Кумали рассмеялась, но вовсе не потому, что сочла это забавным.
– Где же найдешь первоклассного киллера? Скорее нарвешься на какого-нибудь неумелого подонка, который возьмет задаток и тут же скроется. Опять-таки американец был в поместье один, и тут уж ничего не поделаешь.
– И все же миллиард долларов, – сказал я даже не ей, а как бы размышляя вслух, – это чертовски большие деньги.
– Да что вы за люди такие, янки? – спросила она, не скрывая презрения. – Убийство – первое, что приходит вам в голову. Если жене нужны были деньги, хватило бы нескольких миллионов. Она бы просто развелась с ним.
Я устал безуспешно накачивать воздух в окончательно сдувшееся расследование и понимал, что мой план не сработал. Но больше всего меня раздражала эта женщина и ее отношение ко мне и Америке. Хотелось раскритиковать ее действия, найти в них серьезные просчеты. Пусть ответит за наркоторговлю, за новый Шелковый путь, за геноцид курдов и прочие грехи своих соотечественников. Но я сдержался и не дал волю чувствам. Именно так и следовало вести себя ради успеха нашего дела.
– Скажите, а они заключали брачный контракт? – устало спросил я.
– Не узнавала, – ответила Кумали без всякого интереса. – Да и какая разница? Как я уже говорила, на территории имения никого больше не было. Единственный человек, у которого мог иметься мотив для убийства, находился в двадцати милях, действия мистера Доджа понятны и недвусмысленны, свидетельства криминалистов неоспоримы. Это был несчастный случай.
Она стала убирать со стола фотографии и отчеты, чтобы поместить их обратно в шкаф с документами.
– Таково мое мнение об этом деле, мистер Уилсон. Думаю, даже ФБР согласится, что турецкая полиция проделала кропотливую и высокопрофессиональную работу.
– Мне нужны эти папки, необработанные данные и все остальное, детектив Кумали, – заявил я, указывая на груду материалов.
Признаться, я ожидал в ответ взрыва и не обманулся в своих предчувствиях.
– Что?! – воскликнула она.
Я поймал взгляд Хайрюннисы, с интересом следившей за нашей стычкой, и сказал спокойно:
– Я уже говорил вам, что должен подготовить собственный отчет по этому делу.
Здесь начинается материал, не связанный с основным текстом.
use std::str::FromStr;

/// Amount parsed from a backend-formatted value string. Thousands separators
/// are ignored and accounting-style parentheses mean negative. Anything that
/// does not parse to a finite number reads as zero.
#[derive(Debug, Clone, Copy, PartialEq)]
pub(crate) struct AccountingAmountModel(pub f64);
impl FromStr for AccountingAmountModel {
    type Err = std::convert::Infallible;
    fn from_str(s: &str) -> Result<Self, Self::Err> {
        let raw = s.replace(",", "");
        let is_negative = raw.trim().starts_with("(") && raw.trim().ends_with(")");
        let numeric_part = raw.trim().trim_matches(|c| c == '(' || c == ')');
        let amount = numeric_part
            .trim()
            .parse::<f64>()
            .ok()
            .filter(|a| a.is_finite())
            .unwrap_or(0.0);
        Ok(AccountingAmountModel(if is_negative {
            -amount
        } else {
            amount
        }))
    }
}

impl From<AccountingAmountModel> for f64 {
    fn from(model: AccountingAmountModel) -> Self {
        model.0
    }
}
use chrono::NaiveDate;

/// Date range behind a period column. Informational only: column labels come
/// from [`IncomeStatement::periods`].
#[derive(Debug, Clone, PartialEq, Eq)]
pub struct Period {
    pub label: String,
    pub start: NaiveDate,
    pub end: NaiveDate,
}

/// Income statement line as returned by the backend. Amounts are per period,
/// already formatted as decimal strings.
#[derive(Debug, Clone, PartialEq, Eq)]
pub struct IncomeStatementRow {
    pub key: String,
    pub label: String,
    pub amounts: Vec<String>,
    pub total: String,
    pub children: Vec<IncomeStatementRow>,
}

/// Flattened line used for export, with the full label path.
#[derive(Debug, Clone, PartialEq, Eq)]
pub struct FlatLine {
    pub path: String,
    pub amounts: Vec<String>,
    pub total: String,
}

#[derive(Debug, Clone, PartialEq, Eq)]
pub struct IncomeStatementSummary {
    pub gross_profit: Vec<String>,
    pub net_income: Vec<String>,
}

#[derive(Debug, Clone, PartialEq, Eq)]
pub struct IncomeStatement {
    /// Period column labels, in display order.
    pub periods: Vec<String>,
    /// Not required to line up with `periods`.
    pub period_meta: Vec<Period>,
    pub rows: Vec<IncomeStatementRow>,
    pub flat: Vec<FlatLine>,
    pub summary: IncomeStatementSummary,
}

impl IncomeStatement {
    pub fn period_labels(&self) -> impl Iterator<Item = &str> {
        self.periods.iter().map(String::as_str)
    }
}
– Нет! – отрезала Кумали и для убедительности повторила это по-турецки.
– Я проделал долгий путь. Мой визит был организован в высших эшелонах правительства. Вы хотите, чтобы я позвонил и сказал им, что со мной не хотят сотрудничать?
Женщина-коп даже не шевельнулась, как, впрочем, и секретарша, которой, вероятно, не приходилось раньше слышать подобных угроз в адрес ее босса. Словно бы в их офис ворвался американский гангстер с базукой. Я протянул руку, чтобы взять папки, но Кумали покачала головой:
– Это оригиналы. К тому же в основном на турецком.
– Уверен, что большинство этих документов переведены для вдовы, – возразил я, но Кумали явно не собиралась отдавать их мне. – Пожалуйста, детектив, – воззвал я, – давайте не будем ссориться.
Она пристально посмотрела на меня и, кажется, сдалась.
– На какое время они вам нужны?
– Дня на три, может, на четыре, – ответил я. Конечно, этого было мало, но на большее я вряд ли мог рассчитывать.
Женщина-коп взглянула на секретаршу, все еще кипя от гнева, и тут мне, вообще-то, следовало бы понять, что у нее созрел определенный план. Она резко заговорила по-турецки, но одно слово я понял, оно звучало почти по-английски: «фотокопи».
– Спасибо, – вежливо поблагодарил я.
– Здесь, в Бодруме, для вас нет ничего интересного, агент Уилсон, – заявила она после короткой паузы. – Абсолютно ничего.
Сказав это, Кумали повернулась ко мне спиной и занялась своими делами. Когда Хайрюнниса принесла мне ксерокопии документов, я положил их в рюкзак и вышел. Женщина-коп даже не подняла глаз.